- **THE PROBLEM**
In full and without alteration, reproduce every record.

(Stored data)
=====

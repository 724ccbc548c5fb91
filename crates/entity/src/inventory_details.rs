//! Inventory Details Entity
//!
//! One counted line of an inventory: which item was seen and in which state.

use sea_orm::entity::prelude::*;
use serde::{Deserialize, Serialize};

#[derive(Clone, Debug, PartialEq, DeriveEntityModel, Eq, Serialize, Deserialize)]
#[sea_orm(table_name = "inventory_details")]
pub struct Model {
    #[sea_orm(primary_key)]
    pub id:           i32,
    pub inventory_id: i32,
    pub item_id:      i32,
    pub state_id:     i32,
    pub observation:  Option<String>,
    pub active:       bool,
}

#[derive(Copy, Clone, Debug, EnumIter, DeriveRelation)]
pub enum Relation {
    #[sea_orm(
        belongs_to = "super::inventories::Entity",
        from = "Column::InventoryId",
        to = "super::inventories::Column::Id",
        on_update = "NoAction",
        on_delete = "Restrict"
    )]
    Inventory,
    #[sea_orm(
        belongs_to = "super::items::Entity",
        from = "Column::ItemId",
        to = "super::items::Column::Id",
        on_update = "NoAction",
        on_delete = "Restrict"
    )]
    Item,
    #[sea_orm(
        belongs_to = "super::states::Entity",
        from = "Column::StateId",
        to = "super::states::Column::Id",
        on_update = "NoAction",
        on_delete = "Restrict"
    )]
    State,
}

impl Related<super::inventories::Entity> for Entity {
    fn to() -> RelationDef { Relation::Inventory.def() }
}

impl Related<super::items::Entity> for Entity {
    fn to() -> RelationDef { Relation::Item.def() }
}

impl Related<super::states::Entity> for Entity {
    fn to() -> RelationDef { Relation::State.def() }
}

impl ActiveModelBehavior for ActiveModel {}
//! # Error Crate Tests
//!
//! Tests for error construction, conversion, and HTTP mapping.

#[cfg(test)]
mod app_error_tests {
    use error::AppError;

    #[test]
    fn test_error_creation() {
        let error = AppError::not_found("Company 12");
        assert!(matches!(error, AppError::NotFound { .. }));
    }

    #[test]
    fn test_multiple_error_types() {
        let errors = vec![
            AppError::not_found("Zone 1"),
            AppError::conflict("items"),
            AppError::transaction_failure("rolled back"),
            AppError::config("cascade not registered for Item"),
        ];

        let codes: Vec<&str> = errors.iter().map(AppError::code).collect();
        assert_eq!(
            codes,
            vec!["NOT_FOUND", "CONFLICT", "TRANSACTION_FAILURE", "CONFIG_ERROR"]
        );
    }

    #[test]
    fn test_only_serialization_conflicts_are_retryable() {
        assert!(AppError::retryable_conflict("deadlock detected").is_retryable());
        assert!(!AppError::conflict("foreign key").is_retryable());
        assert!(!AppError::transaction_failure("boom").is_retryable());
        assert!(!AppError::database("boom").is_retryable());
    }
}

#[cfg(test)]
mod result_ext_tests {
    use error::{AppError, Result, ResultExt};

    #[test]
    fn test_result_ext_chains_context() {
        let result: Result<()> = Err(AppError::database("disk full"));
        let err = result
            .context("removing inventory rows")
            .context("branch 4")
            .unwrap_err();

        assert_eq!(err.message(), "branch 4: removing inventory rows: disk full");
    }
}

=====

- **YOUR SOLUTION**
repository 724ccbc548c5fb91
filename crates/entity/src/inventory_details.rs
//! Inventory Details Entity
//!
//! One counted line of an inventory: which item was seen and in which state.

use sea_orm::entity::prelude::*;
use serde::{Deserialize, Serialize};

#[derive(Clone, Debug, PartialEq, DeriveEntityModel, Eq, Serialize, Deserialize)]
#[sea_orm(table_name = "inventory_details")]
pub struct Model {
    #[sea_orm(primary_key)]
    pub id:           i32,
    pub inventory_id: i32,
    pub item_id:      i32,
    pub state_id:     i32,
    pub observation:  Option<String>,
    pub active:       bool,
}

#[derive(Copy, Clone, Debug, EnumIter, DeriveRelation)]
pub enum Relation {
    #[sea_orm(
        belongs_to = "super::inventories::Entity",
        from = "Column::InventoryId",
        to = "super::inventories::Column::Id",
        on_update = "NoAction",
        on_delete = "Restrict"
    )]
    Inventory,
    #[sea_orm(
        belongs_to = "super::items::Entity",
        from = "Column::ItemId",
        to = "super::items::Column::Id",
        on_update = "NoAction",
        on_delete = "Restrict"
    )]
    Item,
    #[sea_orm(
        belongs_to = "super::states::Entity",
        from = "Column::StateId",
        to = "super::states::Column::Id",
        on_update = "NoAction",
        on_delete = "Restrict"
    )]
    State,
}

impl Related<super::inventories::Entity> for Entity {
    fn to() -> RelationDef { Relation::Inventory.def() }
}

impl Related<super::items::Entity> for Entity {
    fn to() -> RelationDef { Relation::Item.def() }
}

impl Related<super::states::Entity> for Entity {
    fn to() -> RelationDef { Relation::State.def() }
}

impl ActiveModelBehavior for ActiveModel {}
//! # Error Crate Tests
//!
//! Tests for error construction, conversion, and HTTP mapping.

#[cfg(test)]
mod app_error_tests {
    use error::AppError;

    #[test]
    fn test_error_creation() {
        let error = AppError::not_found("Company 12");
        assert!(matches!(error, AppError::NotFound { .. }));
    }

    #[test]
    fn test_multiple_error_types() {
        let errors = vec![
            AppError::not_found("Zone 1"),
            AppError::conflict("items"),
            AppError::transaction_failure("rolled back"),
            AppError::config("cascade not registered for Item"),
        ];

        let codes: Vec<&str> = errors.iter().map(AppError::code).collect();
        assert_eq!(
            codes,
            vec!["NOT_FOUND", "CONFLICT", "TRANSACTION_FAILURE", "CONFIG_ERROR"]
        );
    }

    #[test]
    fn test_only_serialization_conflicts_are_retryable() {
        assert!(AppError::retryable_conflict("deadlock detected").is_retryable());
        assert!(!AppError::conflict("foreign key").is_retryable());
        assert!(!AppError::transaction_failure("boom").is_retryable());
        assert!(!AppError::database("boom").is_retryable());
    }
}

#[cfg(test)]
mod result_ext_tests {
    use error::{AppError, Result, ResultExt};

    #[test]
    fn test_result_ext_chains_context() {
        let result: Result<()> = Err(AppError::database("disk full"));
        let err = result
            .context("removing inventory rows")
            .context("branch 4")
            .unwrap_err();

        assert_eq!(err.message(), "branch 4: removing inventory rows: disk full");
    }
}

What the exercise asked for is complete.